Exercise:
For each line of the data below that includes the string "from", count one, and answer with the sum only.

====== Provided data ======

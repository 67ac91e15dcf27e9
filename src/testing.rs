//! Test utilities shared across unit tests, integration tests and benches.
//!
//! This module is always compiled but hidden from documentation.
//! The fixtures go through the same [`EntitySchema::prepare`] step as loaded
//! JSON, so dates are real `Value::Date`s and `nombreCompleto` exists.

#![doc(hidden)]

use crate::schema::EntitySchema;
use crate::types::MapRecord;

/// Build one driver row. Dates are ISO-8601 text until `prepare` parses them.
#[allow(clippy::too_many_arguments)]
pub fn make_driver(
    id: &str,
    nombre: &str,
    paterno: &str,
    materno: &str,
    curp: &str,
    estado_pais: &str,
    estado_driver: &str,
    tienda: &str,
    fecha: &str,
) -> MapRecord {
    let email = format!(
        "{}.{}@example.com",
        crate::util::normalize::normalize(nombre),
        crate::util::normalize::normalize(paterno)
    );
    let digits: String = id.chars().filter(char::is_ascii_digit).collect();
    MapRecord::new()
        .with("id", id)
        .with("nombre", nombre)
        .with("apellidoPaterno", paterno)
        .with("apellidoMaterno", materno)
        .with("curp", curp)
        .with("email", email)
        .with("telefono", format!("811234{:0>4}", digits))
        .with("estadoPais", estado_pais)
        .with("estadoDriver", estado_driver)
        .with("tiendaUltimoPedido", tienda)
        .with("fechaUltimoPedido", fecha)
}

/// Seven drivers covering accents, duplicate statuses and a same-day pair of
/// dates straddling midnight.
pub fn sample_drivers() -> Vec<MapRecord> {
    let rows = vec![
        make_driver("DRV-0001", "Roberto", "Martínez", "Silva", "MASR880322HNLRLB01", "Nuevo León", "Habilitado", "HEB Cumbres", "2024-01-10T23:59:00"),
        make_driver("DRV-0002", "Gabriela", "Ortega", "Estrada", "OEEG900101MTSRSB02", "Tamaulipas", "Habilitado", "HEB Lincoln", "2024-01-11T00:00:01"),
        make_driver("DRV-0003", "Héctor", "Romero", "Díaz", "ROHD850715HCLMZC03", "Coahuila", "Suspendido", "Mi Tienda San Nicolás", "2023-12-20T09:15:00"),
        make_driver("DRV-0004", "Silvia", "Silva", "Muñoz", "SIMS920304MSPLXL04", "San Luis Potosí", "Habilitado", "HEB Valle", "2024-02-01T12:00:00"),
        make_driver("DRV-0005", "Andrea", "López", "García", "LOGA900101MDGPRN05", "Durango", "Deshabilitado", "HEB Cumbres Élite", "2023-11-05T18:30:00"),
        make_driver("DRV-0006", "Fernando", "González", "Rodríguez", "GORF870612HNLNDR06", "Nuevo León", "Habilitado", "Mi Tienda Guadalupe", "2024-01-10T08:00:00"),
        make_driver("DRV-0007", "Patricia", "Peña", "León", "PELP930218MNLXNT07", "Nuevo León", "Habilitado", "HEB Lincoln", "2024-01-25T14:45:00"),
    ];
    EntitySchema::drivers().prepare(rows)
}

#[allow(clippy::too_many_arguments)]
pub fn make_aspirant(
    id: &str,
    nombre: &str,
    paterno: &str,
    materno: &str,
    ubicacion: &str,
    fecha: &str,
    aplicacion: &str,
    documentacion: &str,
) -> MapRecord {
    let digits: String = id.chars().filter(char::is_ascii_digit).collect();
    MapRecord::new()
        .with("id", id)
        .with("nombre", nombre)
        .with("apellidoPaterno", paterno)
        .with("apellidoMaterno", materno)
        .with("telefono", format!("812000{:0>4}", digits))
        .with("email", format!("aspirante{}@example.com", digits))
        .with("ubicacion", ubicacion)
        .with("fecha", fecha)
        .with("estadoAplicacion", aplicacion)
        .with("estadoDocumentacion", documentacion)
}

pub fn sample_aspirants() -> Vec<MapRecord> {
    let rows = vec![
        make_aspirant("ASP-001", "Diego", "Ramírez", "Flores", "Monterrey", "2024-03-01T10:00:00", "Pendiente", "Incompleto"),
        make_aspirant("ASP-002", "Valeria", "Sánchez", "Morales", "San Nicolás", "2024-03-04T16:20:00", "En Revisión", "Completo"),
        make_aspirant("ASP-003", "Alejandro", "Cruz", "Jiménez", "Guadalupe", "2024-02-27T09:00:00", "Aprobado", "Completo"),
        make_aspirant("ASP-004", "Daniela", "Moreno", "Ruiz", "Monterrey", "2024-03-04T08:05:00", "Propuesta enviada", "Revisión"),
        make_aspirant("ASP-005", "Gustavo", "Mendoza", "Castro", "Apodaca", "2024-02-15T13:30:00", "Rechazado", "Pendiente"),
    ];
    EntitySchema::aspirants().prepare(rows)
}

#[allow(clippy::too_many_arguments)]
pub fn make_complaint(
    id: &str,
    driver_id: &str,
    driver_name: &str,
    driver_rfc: &str,
    kind: &str,
    received_at: &str,
    updated_at: &str,
    status: &str,
) -> MapRecord {
    MapRecord::new()
        .with("id", id)
        .with("driverId", driver_id)
        .with("driverName", driver_name)
        .with("driverRfc", driver_rfc)
        .with("driverEmail", format!("{}@example.com", driver_id.to_ascii_lowercase()))
        .with("type", kind)
        .with("receivedAt", received_at)
        .with("updatedAt", updated_at)
        .with("status", status)
}

pub fn sample_complaints() -> Vec<MapRecord> {
    let rows = vec![
        make_complaint("QA-1001", "DRV-0001", "Roberto Martínez Silva", "MASR880322AB1", "Queja", "2024-01-10T09:00:00", "2024-01-12T11:00:00", "Nueva"),
        make_complaint("QA-1002", "DRV-0004", "Silvia Silva Muñoz", "SIMS920304CD2", "Aclaración", "2024-01-11T14:30:00", "2024-01-11T15:00:00", "En proceso"),
        make_complaint("QA-1003", "DRV-0002", "Gabriela Ortega Estrada", "OEEG900101EF3", "Comentario", "2024-01-09T08:15:00", "2024-01-20T10:00:00", "Resuelta"),
        make_complaint("QA-1010", "DRV-0001", "Roberto Martínez Silva", "MASR880322AB1", "Aclaración", "2024-01-15T17:45:00", "2024-01-15T17:45:00", "Nueva"),
        make_complaint("QA-1011", "DRV-0007", "Patricia Peña León", "PELP930218GH4", "Queja", "2024-01-15T17:45:00", "2024-01-16T09:30:00", "Resuelta"),
    ];
    EntitySchema::complaints().prepare(rows)
}
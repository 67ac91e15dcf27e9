// Copyright 2025-present Harīṣh Tummalachērla
// SPDX-License-Identifier: Apache-2.0

//! Fixed-size, 1-indexed pages.
//!
//! `total_pages` is never zero: an empty result is "page 1 of 1, nothing on
//! it", which is what the pager UI wants to render. A page past the end is
//! served empty rather than clamped, so a caller holding a stale page number
//! sees an empty page instead of silently jumping elsewhere. Use
//! [`clamp_page`] when jumping is what you want.

use crate::contracts::check_page_consistent;

/// One page sliced out of a larger sequence.
#[derive(Debug, Clone, PartialEq, Eq)]
pub struct Page<T> {
    pub items: Vec<T>,
    /// The requested page, after clamping values below 1.
    pub page: usize,
    pub total_pages: usize,
}

/// Number of pages needed for `total` items.
///
/// A `page_size` of zero means "everything on one page".
pub fn total_pages(total: usize, page_size: usize) -> usize {
    if page_size == 0 {
        1
    } else {
        total.div_ceil(page_size).max(1)
    }
}

/// Pull `page` back into `1..=total_pages`.
pub fn clamp_page(page: usize, total: usize, page_size: usize) -> usize {
    page.clamp(1, total_pages(total, page_size))
}

/// Slice out page `page` (1-indexed) of `page_size` items.
///
/// Page 0 is treated as page 1. `page_size == 0` returns every item on a
/// single page.
pub fn paginate<T>(records: Vec<T>, page: usize, page_size: usize) -> Page<T> {
    let total = records.len();
    let page = page.max(1);
    let pages = total_pages(total, page_size);

    let items: Vec<T> = if page_size == 0 {
        if page == 1 {
            records
        } else {
            Vec::new()
        }
    } else {
        let start = (page - 1).saturating_mul(page_size);
        records.into_iter().skip(start).take(page_size).collect()
    };

    check_page_consistent(total, page_size, pages, items.len());
    Page {
        items,
        page,
        total_pages: pages,
    }
}
// Copyright 2025-present Harīṣh Tummalachērla
// SPDX-License-Identifier: Apache-2.0

//! Fuzz target for edit distance and similarity.
//!
//! The bounded variant exits early on two conditions; both must be sound. The
//! similarity shortcut converts a threshold into an edit budget; it must agree
//! with the plain ratio.

#![no_main]

use arbitrary::Arbitrary;
use libfuzzer_sys::fuzz_target;
use tabula::fuzzy::{levenshtein, levenshtein_within, similar_within, similarity};

#[derive(Debug, Arbitrary)]
struct DistanceInput {
    a: String,
    b: String,
    max: u8,
    threshold: u8,
}

fuzz_target!(|input: DistanceInput| {
    let a: String = input.a.chars().take(60).collect();
    let b: String = input.b.chars().take(60).collect();
    let max = usize::from(input.max % 8);
    let threshold = f64::from(input.threshold) / 255.0;

    let d = levenshtein(&a, &b);

    // INVARIANT 1: bounded agrees with full
    assert_eq!(levenshtein_within(&a, &b, max), d <= max);

    // INVARIANT 2: symmetric, zero only on equal strings
    assert_eq!(d, levenshtein(&b, &a));
    assert_eq!(d == 0, a == b);

    // INVARIANT 3: length difference is a lower bound, longer length an upper one
    let (la, lb) = (a.chars().count(), b.chars().count());
    assert!(la.abs_diff(lb) <= d && d <= la.max(lb));

    // INVARIANT 4: similarity is a ratio and the shortcut agrees with it
    let s = similarity(&a, &b);
    assert!((0.0..=1.0).contains(&s));
    assert_eq!(similar_within(&a, &b, threshold), s >= threshold);
});
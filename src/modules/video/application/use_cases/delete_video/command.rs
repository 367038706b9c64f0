/// Command for deleting a video and its stored assets
#[derive(Debug, Clone)]
pub struct DeleteVideoCommand {
    pub id: String,
}

impl DeleteVideoCommand {
    pub fn new(id: impl Into<String>) -> Self {
        Self { id: id.into() }
    }
}
use crate::shared::domain::identifier::identifier;

identifier!(
    /// Identifier of a video
    VideoId
);
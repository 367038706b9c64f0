/// Test data factories using builder pattern
///
/// Provides convenient methods to create commands and resources with
/// sensible defaults
use catalog_admin_lib::modules::video::{
    application::{CreateVideoCommand, UpdateVideoCommand, VideoFields, VideoResources},
    domain::Resource,
};

pub struct ResourceFactory;

impl ResourceFactory {
    pub fn video() -> Resource {
        Resource::with(b"raw video bytes".to_vec(), "abc", "video/mp4", "video.mp4")
    }

    pub fn trailer() -> Resource {
        Resource::of(b"raw trailer bytes".to_vec(), "video/mp4", "trailer.mp4")
    }

    pub fn image(name: &str) -> Resource {
        Resource::of(name.as_bytes().to_vec(), "image/png", name)
    }

    pub fn all() -> VideoResources {
        VideoResources {
            video: Some(Self::video()),
            trailer: Some(Self::trailer()),
            banner: Some(Self::image("banner.png")),
            thumbnail: Some(Self::image("thumbnail.png")),
            thumbnail_half: Some(Self::image("thumbnail_half.png")),
        }
    }
}

pub struct VideoFactory {
    fields: VideoFields,
    resources: VideoResources,
}

impl Default for VideoFactory {
    fn default() -> Self {
        Self {
            fields: VideoFields {
                title: "S".to_string(),
                description: "A short documentary about encoders".to_string(),
                launched_at: Some(2023),
                duration: 120.5,
                opened: true,
                published: false,
                rating: Some("L".to_string()),
                categories: Vec::new(),
                genres: Vec::new(),
                cast_members: Vec::new(),
            },
            resources: VideoResources::default(),
        }
    }
}

impl VideoFactory {
    pub fn new() -> Self {
        Self::default()
    }

    pub fn with_title(mut self, title: &str) -> Self {
        self.fields.title = title.to_string();
        self
    }

    pub fn with_description(mut self, description: &str) -> Self {
        self.fields.description = description.to_string();
        self
    }

    pub fn with_rating(mut self, rating: Option<&str>) -> Self {
        self.fields.rating = rating.map(str::to_string);
        self
    }

    pub fn with_categories(mut self, ids: &[&str]) -> Self {
        self.fields.categories = ids.iter().map(|id| id.to_string()).collect();
        self
    }

    pub fn with_genres(mut self, ids: &[&str]) -> Self {
        self.fields.genres = ids.iter().map(|id| id.to_string()).collect();
        self
    }

    pub fn with_cast_members(mut self, ids: &[&str]) -> Self {
        self.fields.cast_members = ids.iter().map(|id| id.to_string()).collect();
        self
    }

    pub fn with_video(mut self, resource: Resource) -> Self {
        self.resources.video = Some(resource);
        self
    }

    pub fn with_trailer(mut self, resource: Resource) -> Self {
        self.resources.trailer = Some(resource);
        self
    }

    pub fn with_banner(mut self, resource: Resource) -> Self {
        self.resources.banner = Some(resource);
        self
    }

    pub fn with_resources(mut self, resources: VideoResources) -> Self {
        self.resources = resources;
        self
    }

    pub fn create_command(self) -> CreateVideoCommand {
        CreateVideoCommand::new(self.fields, self.resources)
    }

    pub fn update_command(self, id: &str) -> UpdateVideoCommand {
        UpdateVideoCommand::new(id, self.fields, self.resources)
    }
}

======

Written solution:
3